# PROBLEM TO SOLVE
Exactly as written, return every line of the data below.

Start of RECORDS PROVIDED

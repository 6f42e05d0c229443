//! Chart descriptions. Hosts turn these into whatever chart widget they have.

use crate::models::{HourlyTripCount, TimeMetric, TimeMetricPoint, TripRecord};

pub const HOURS_PER_DAY: usize = 24;

#[derive(Debug, Clone, Copy, PartialEq, Eq)]
pub enum ChartKind {
    Bar,
    Line,
    Scatter,
}

#[derive(Debug, Clone, PartialEq)]
pub enum Series {
    Categorical { labels: Vec<String>, values: Vec<f64> },
    Points(Vec<(f64, f64)>),
}

#[derive(Debug, Clone, PartialEq)]
pub struct ChartSpec {
    pub kind: ChartKind,
    pub dataset_label: String,
    pub x_title: String,
    pub y_title: String,
    pub begin_at_zero: bool,
    pub series: Series,
}

impl ChartSpec {
    pub fn values(&self) -> Vec<f64> {
        match &self.series {
            Series::Categorical { values, .. } => values.clone(),
            Series::Points(points) => points.iter().map(|(_, y)| *y).collect(),
        }
    }

    pub fn len(&self) -> usize {
        match &self.series {
            Series::Categorical { values, .. } => values.len(),
            Series::Points(points) => points.len(),
        }
    }

    pub fn is_empty(&self) -> bool {
        self.len() == 0
    }
}

/// Spreads the sparse per-hour counts over a full day, zero-filling gaps.
/// Labels outside `0..24` are dropped.
pub fn expand_hourly(sparse: &[HourlyTripCount]) -> [u64; HOURS_PER_DAY] {
    let mut hours = [0_u64; HOURS_PER_DAY];
    for entry in sparse {
        match hours.get_mut(usize::from(entry.time_label)) {
            Some(slot) => *slot = entry.trip_count,
            None => log::warn!("Ignoring out-of-range hour {}", entry.time_label),
        }
    }
    hours
}

pub fn hourly_chart(sparse: &[HourlyTripCount]) -> ChartSpec {
    let hours = expand_hourly(sparse);
    ChartSpec {
        kind: ChartKind::Bar,
        dataset_label: "Trips per Hour".to_string(),
        x_title: "Hour of Day".to_string(),
        y_title: "Number of Trips".to_string(),
        begin_at_zero: true,
        series: Series::Categorical {
            labels: (0..HOURS_PER_DAY).map(|hour| hour.to_string()).collect(),
            values: hours.iter().map(|count| *count as f64).collect(),
        },
    }
}

pub fn metric_chart(metric: TimeMetric, points: &[TimeMetricPoint]) -> ChartSpec {
    ChartSpec {
        kind: ChartKind::Line,
        dataset_label: metric.label().to_string(),
        x_title: "Date".to_string(),
        y_title: metric.label().to_string(),
        begin_at_zero: false,
        series: Series::Categorical {
            labels: points
                .iter()
                .map(|point| point.trip_date.format("%Y-%m-%d").to_string())
                .collect(),
            values: points.iter().map(|point| point.value).collect(),
        },
    }
}

/// Fare against distance for the rows of a search.
pub fn fare_distance_scatter(trips: &[TripRecord]) -> ChartSpec {
    ChartSpec {
        kind: ChartKind::Scatter,
        dataset_label: "Trips".to_string(),
        x_title: "Distance (mi)".to_string(),
        y_title: "Fare ($)".to_string(),
        begin_at_zero: true,
        series: Series::Points(
            trips
                .iter()
                .map(|trip| (trip.trip_distance, trip.fare_amount))
                .collect(),
        ),
    }
}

End of RECORDS PROVIDED

# YOUR RESPONSE
repository 6f42e05d0c229443
//! Chart descriptions. Hosts turn these into whatever chart widget they have.

use crate::models::{HourlyTripCount, TimeMetric, TimeMetricPoint, TripRecord};

pub const HOURS_PER_DAY: usize = 24;

#[derive(Debug, Clone, Copy, PartialEq, Eq)]
pub enum ChartKind {
    Bar,
    Line,
    Scatter,
}

#[derive(Debug, Clone, PartialEq)]
pub enum Series {
    Categorical { labels: Vec<String>, values: Vec<f64> },
    Points(Vec<(f64, f64)>),
}

#[derive(Debug, Clone, PartialEq)]
pub struct ChartSpec {
    pub kind: ChartKind,
    pub dataset_label: String,
    pub x_title: String,
    pub y_title: String,
    pub begin_at_zero: bool,
    pub series: Series,
}

impl ChartSpec {
    pub fn values(&self) -> Vec<f64> {
        match &self.series {
            Series::Categorical { values, .. } => values.clone(),
            Series::Points(points) => points.iter().map(|(_, y)| *y).collect(),
        }
    }

    pub fn len(&self) -> usize {
        match &self.series {
            Series::Categorical { values, .. } => values.len(),
            Series::Points(points) => points.len(),
        }
    }

    pub fn is_empty(&self) -> bool {
        self.len() == 0
    }
}

/// Spreads the sparse per-hour counts over a full day, zero-filling gaps.
/// Labels outside `0..24` are dropped.
pub fn expand_hourly(sparse: &[HourlyTripCount]) -> [u64; HOURS_PER_DAY] {
    let mut hours = [0_u64; HOURS_PER_DAY];
    for entry in sparse {
        match hours.get_mut(usize::from(entry.time_label)) {
            Some(slot) => *slot = entry.trip_count,
            None => log::warn!("Ignoring out-of-range hour {}", entry.time_label),
        }
    }
    hours
}

pub fn hourly_chart(sparse: &[HourlyTripCount]) -> ChartSpec {
    let hours = expand_hourly(sparse);
    ChartSpec {
        kind: ChartKind::Bar,
        dataset_label: "Trips per Hour".to_string(),
        x_title: "Hour of Day".to_string(),
        y_title: "Number of Trips".to_string(),
        begin_at_zero: true,
        series: Series::Categorical {
            labels: (0..HOURS_PER_DAY).map(|hour| hour.to_string()).collect(),
            values: hours.iter().map(|count| *count as f64).collect(),
        },
    }
}

pub fn metric_chart(metric: TimeMetric, points: &[TimeMetricPoint]) -> ChartSpec {
    ChartSpec {
        kind: ChartKind::Line,
        dataset_label: metric.label().to_string(),
        x_title: "Date".to_string(),
        y_title: metric.label().to_string(),
        begin_at_zero: false,
        series: Series::Categorical {
            labels: points
                .iter()
                .map(|point| point.trip_date.format("%Y-%m-%d").to_string())
                .collect(),
            values: points.iter().map(|point| point.value).collect(),
        },
    }
}

/// Fare against distance for the rows of a search.
pub fn fare_distance_scatter(trips: &[TripRecord]) -> ChartSpec {
    ChartSpec {
        kind: ChartKind::Scatter,
        dataset_label: "Trips".to_string(),
        x_title: "Distance (mi)".to_string(),
        y_title: "Fare ($)".to_string(),
        begin_at_zero: true,
        series: Series::Points(
            trips
                .iter()
                .map(|trip| (trip.trip_distance, trip.fare_amount))
                .collect(),
        ),
    }
}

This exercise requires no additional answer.